За ночь снега навалило столько, что жильцы нашего дома дружно протаптывали дорожку, выстроившись друг за другом. Дорожка получилась узенькая, кургузенькая, по бокам сугробы, напоминающие Великую Китайскую стену.

«В следующий раз лопату возьму, – пошутил сосед с пятого этажа Генка. – Как раз к вечеру до офиса тоннель вырою».
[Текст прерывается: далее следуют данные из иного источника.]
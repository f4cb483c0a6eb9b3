use thiserror::Error;

#[derive(Error, Debug)]
pub enum MarqueeError {
    #[error("Configuration error: {0}")]
    Config(String),

    /// The request never produced a response (connect failure, timeout, reset).
    #[error("Network error: {0}")]
    Transport(String),

    #[error("TMDB API {status}: {message}")]
    Status { status: u16, message: String },

    #[error("Unexpected response: {0}")]
    Decode(String),
}

impl MarqueeError {
    /// Whether the transport should try the request again.
    /// No response at all, or a server-side failure.
    pub fn is_retriable(&self) -> bool {
        match self {
            MarqueeError::Transport(_) => true,
            MarqueeError::Status { status, .. } => *status >= 500,
            _ => false,
        }
    }
}

pub type Result<T> = std::result::Result<T, MarqueeError>;
mod action;
mod app;
mod config;
mod connectivity;
mod error;
mod event;
mod navigation;
mod pagination;
mod retry;
mod source;
mod tmdb;
mod tui;
mod types;
mod ui;

use std::fs::File;
use std::panic;
use std::path::PathBuf;
use std::sync::{Arc, Mutex};
use std::time::Duration;

use clap::Parser;
use tokio::sync::mpsc;
use tracing_subscriber::{layer::SubscriberExt, util::SubscriberInitExt, EnvFilter};

use crate::action::Action;
use crate::app::App;
use crate::config::Config;
use crate::connectivity::Connectivity;
use crate::event::Event;
use crate::source::MovieSource;
use crate::tmdb::Tmdb;
use crate::tui::EventHandler;

#[derive(Parser, Debug)]
#[command(name = "marquee", version, about = "Browse, search and review movies from the terminal")]
struct Cli {
    /// TMDB API key (overrides environment and config)
    #[arg(long)]
    api_key: Option<String>,

    /// Config file to use instead of the default location
    #[arg(long, value_name = "PATH")]
    config: Option<PathBuf>,

    /// Write logs to this file instead of stderr
    #[arg(long, value_name = "PATH")]
    log_file: Option<PathBuf>,

    /// Start on the search tab with this query
    #[arg(long, value_name = "QUERY")]
    search: Option<String>,
}

#[tokio::main]
async fn main() -> Result<(), Box<dyn std::error::Error>> {
    let cli = Cli::parse();

    // Initialize logging
    let filter = EnvFilter::try_from_default_env().unwrap_or_else(|_| EnvFilter::new("warn"));
    let (file_layer, stderr_layer) = match &cli.log_file {
        Some(path) => {
            let file = File::create(path)?;
            let layer = tracing_subscriber::fmt::layer()
                .with_ansi(false)
                .with_writer(Mutex::new(file));
            (Some(layer), None)
        }
        None => (
            None,
            Some(tracing_subscriber::fmt::layer().with_writer(std::io::stderr)),
        ),
    };
    tracing_subscriber::registry()
        .with(filter)
        .with(file_layer)
        .with(stderr_layer)
        .init();

    let config = match &cli.config {
        Some(path) => Config::load_from(path),
        None => Config::load(),
    };
    let api_key = config.resolve_api_key(cli.api_key.as_deref())?;

    let connectivity = Connectivity::new();
    let tmdb = Tmdb::new(api_key, &config.tmdb, &config.network, connectivity.clone())?;
    tracing::info!(source = tmdb.name(), "starting");

    // Set up panic hook to restore terminal
    let original_hook = panic::take_hook();
    panic::set_hook(Box::new(move |panic_info| {
        let _ = tui::restore();
        original_hook(panic_info);
    }));

    let result = run(Arc::new(tmdb), &connectivity, &config, cli.search).await;

    tui::restore()?;

    result
}

async fn run(
    source: Arc<dyn MovieSource>,
    connectivity: &Connectivity,
    config: &Config,
    search: Option<String>,
) -> Result<(), Box<dyn std::error::Error>> {
    let mut terminal = tui::init()?;

    let (action_tx, mut action_rx) = mpsc::unbounded_channel::<Action>();

    let mut app = App::new(
        source,
        action_tx.clone(),
        connectivity.subscribe(),
        config.ui.debounce(),
    );
    app.start(search);

    let tick_rate = Duration::from_millis(250);
    let render_rate = Duration::from_millis(16); // ~60fps
    let mut events = EventHandler::new(tick_rate, render_rate);

    loop {
        tokio::select! {
            Some(event) = events.next() => {
                if event.is_quit() {
                    break;
                }

                match event {
                    Event::Render => {
                        app.on_frame();
                        terminal.draw(|frame| ui::render(frame, &app))?;
                    }
                    _ => {
                        let action = app.handle_event(event);
                        if !matches!(action, Action::None) {
                            action_tx.send(action)?;
                        }
                    }
                }
            }
            Some(action) = action_rx.recv() => {
                app.update(action);
            }
        }

        if app.should_quit {
            break;
        }
    }

    app.teardown();
    Ok(())
}
use ratatui::layout::{Constraint, Direction, Layout, Rect};
use ratatui::style::{Color, Modifier, Style};
use ratatui::text::{Line, Span, Text};
use ratatui::widgets::{Block, Borders, Clear, Paragraph};
use ratatui::Frame;

use crate::app::{App, DetailsState};
use crate::pagination::ListStatus;
use crate::types::{MovieBundle, MovieDetails, UserReview};

use super::home::rating_color;
use super::wrap;

pub fn render(frame: &mut Frame, app: &App, area: Rect) {
    let Some(details) = &app.details else {
        return;
    };

    let Some(bundle) = &details.bundle else {
        let message = match &details.error {
            Some(error) => format!("Could not load movie: {} (r to retry)", error),
            None => "Loading...".to_string(),
        };
        let empty = Paragraph::new(message)
            .block(Block::default().borders(Borders::ALL).title("Movie"))
            .style(Style::default().fg(Color::Gray));
        frame.render_widget(empty, area);
        return;
    };

    let chunks = Layout::default()
        .direction(Direction::Vertical)
        .constraints([Constraint::Length(5), Constraint::Min(0)])
        .split(area);

    render_header(frame, &bundle.details, chunks[0]);
    render_body(frame, app, details, bundle, chunks[1]);
}

fn render_header(frame: &mut Frame, movie: &MovieDetails, area: Rect) {
    let mut facts = vec![Span::styled(
        format!("{:.1}", movie.vote_average),
        Style::default()
            .fg(rating_color(movie.vote_average))
            .add_modifier(Modifier::BOLD),
    )];
    facts.push(Span::styled(
        format!(" ({} votes)", movie.vote_count),
        Style::default().fg(Color::Gray),
    ));
    if let Some(date) = movie.release_date {
        facts.push(Span::raw(" | "));
        facts.push(Span::raw(date.format("%Y-%m-%d").to_string()));
    }
    if let Some(runtime) = movie.runtime_label() {
        facts.push(Span::raw(" | "));
        facts.push(Span::raw(runtime));
    }
    if !movie.genres.is_empty() {
        facts.push(Span::raw(" | "));
        facts.push(Span::styled(
            movie.genres.join(", "),
            Style::default().fg(Color::Cyan),
        ));
    }

    let title = match movie.year() {
        Some(year) => format!("{} ({})", movie.title, year),
        None => movie.title.clone(),
    };

    let lines = vec![
        Line::from(Span::styled(
            title,
            Style::default().add_modifier(Modifier::BOLD),
        )),
        Line::from(facts),
        Line::from(Span::styled(
            movie.tagline.clone().unwrap_or_default(),
            Style::default()
                .fg(Color::Gray)
                .add_modifier(Modifier::ITALIC),
        )),
    ];

    let header =
        Paragraph::new(lines).block(Block::default().borders(Borders::ALL).title("Details"));
    frame.render_widget(header, area);
}

fn render_body(
    frame: &mut Frame,
    app: &App,
    details: &DetailsState,
    bundle: &MovieBundle,
    area: Rect,
) {
    let width = area.width.saturating_sub(2) as usize;
    let heading = Style::default()
        .fg(Color::Yellow)
        .add_modifier(Modifier::BOLD);
    let dim = Style::default().fg(Color::Gray);

    let mut lines: Vec<Line> = Vec::new();

    lines.push(Line::from(Span::styled("Overview", heading)));
    if bundle.details.overview.is_empty() {
        lines.push(Line::from(Span::styled("No overview available.", dim)));
    } else {
        lines.extend(wrap(&bundle.details.overview, width).into_iter().map(Line::from));
    }
    lines.push(Line::from(""));

    if !bundle.cast.is_empty() {
        lines.push(Line::from(Span::styled("Cast", heading)));
        for member in &bundle.cast {
            lines.push(Line::from(vec![
                Span::raw(format!("  {}", member.name)),
                Span::styled(format!("  as {}", member.character), dim),
            ]));
        }
        lines.push(Line::from(""));
    }

    if let Some(mine) = app.my_reviews.get(&details.movie_id) {
        push_user_review(&mut lines, mine, width);
    }

    let reviews = &details.reviews;
    lines.push(Line::from(Span::styled(
        format!("Reviews ({})", reviews.len()),
        heading,
    )));
    for review in reviews.items() {
        let mut byline = vec![Span::styled(
            review.author.clone(),
            Style::default().fg(Color::Cyan),
        )];
        if let Some(rating) = review.rating {
            byline.push(Span::styled(
                format!("  {:.0}/10", rating),
                Style::default().fg(rating_color(rating)),
            ));
        }
        if let Some(created) = review.created_at {
            byline.push(Span::styled(
                format!("  {}", created.format("%Y-%m-%d")),
                dim,
            ));
        }
        lines.push(Line::from(byline));
        lines.extend(
            wrap(&review.content, width.saturating_sub(2))
                .into_iter()
                .map(|l| Line::from(format!("  {}", l))),
        );
        lines.push(Line::from(""));
    }

    let footer = match (reviews.status(), reviews.error()) {
        (ListStatus::LoadingMore, _) => Some(Span::styled(
            "Loading more reviews...",
            Style::default().fg(Color::Yellow),
        )),
        (_, Some(error)) => Some(Span::styled(
            format!("Could not load reviews: {}", error),
            Style::default().fg(Color::Red),
        )),
        _ if reviews.has_more() => Some(Span::styled("n: more reviews", dim)),
        _ if reviews.is_empty() => Some(Span::styled("No reviews yet.", dim)),
        _ => None,
    };
    if let Some(footer) = footer {
        lines.push(Line::from(footer));
    }

    // Account for borders
    let inner_height = area.height.saturating_sub(2) as usize;
    let max_scroll = lines.len().saturating_sub(inner_height);
    let scroll_offset = details.scroll.min(max_scroll);

    let visible: Vec<Line> = lines
        .into_iter()
        .skip(scroll_offset)
        .take(inner_height)
        .collect();

    frame.render_widget(Clear, area);
    let body = Paragraph::new(Text::from(visible)).block(Block::default().borders(Borders::ALL));
    frame.render_widget(body, area);
}

fn push_user_review(lines: &mut Vec<Line>, review: &UserReview, width: usize) {
    lines.push(Line::from(vec![
        Span::styled(
            "Your review",
            Style::default()
                .fg(Color::Green)
                .add_modifier(Modifier::BOLD),
        ),
        Span::styled(
            format!("  {}", review.rating),
            Style::default().fg(Color::Green),
        ),
    ]));
    if !review.text.is_empty() {
        lines.extend(
            wrap(&review.text, width.saturating_sub(2))
                .into_iter()
                .map(|l| Line::from(format!("  {}", l))),
        );
    }
    lines.push(Line::from(""));
}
«Лучше совочек и ведёрко, – смеётся жена. – И Ванечку с Анечкой прихватим снеговиков вдоль дороги лепить».

«Вот-вот, – пробурчал пенсионер Кузьма Васильевич. – Сами двор убираем, сами подъезд отмываем, сами в ЖЭУ деньги относим. Всё сами…»

Как выяснилось перед выходом из подъезда, убирать вокруг дома кроме жильцов некому. Дворник психанул вчера, уволился.

Он каждую зиму так делает. Ему не нравятся лёд, снежные заносы, сосульки на крышах. А весной дворник снова на работу просится. И в ЖЭУ его берут. Правда, осенью, в самый листопад, у дворника двухнедельный отпуск.

«Блат у него что ли?» – ворчит консьержка.

«Просто за такую зарплату работать там некому, – отвечает пенсионерка с 13-го этажа Эльвира Львовна. – Вот в наше время…» И она пускается с воодушевлением рассказывать, как хорошо жили, когда «все были молодыми, розы красные цвели»

… Маршрутка взбрыкивает, пассажиры подпрыгивают и переглядываются.

«Выбоина на дороге, – бормочет водитель, затем высовывается в окно и орёт: – Куда прёшь! Обгоняет он… Шумахер!»

Последние три буквы водитель произносит смачно, нараспев, даже как-то ругательно.

… Едем дальше. Впереди меня сидит женщина в платке, затем старичок в ушанке, перед ним девушка в шапочке с меховым помпоном, далее дама в тюрбане с брошью посредине, на переднем сидении девочка в шапочке с вязаными ушками.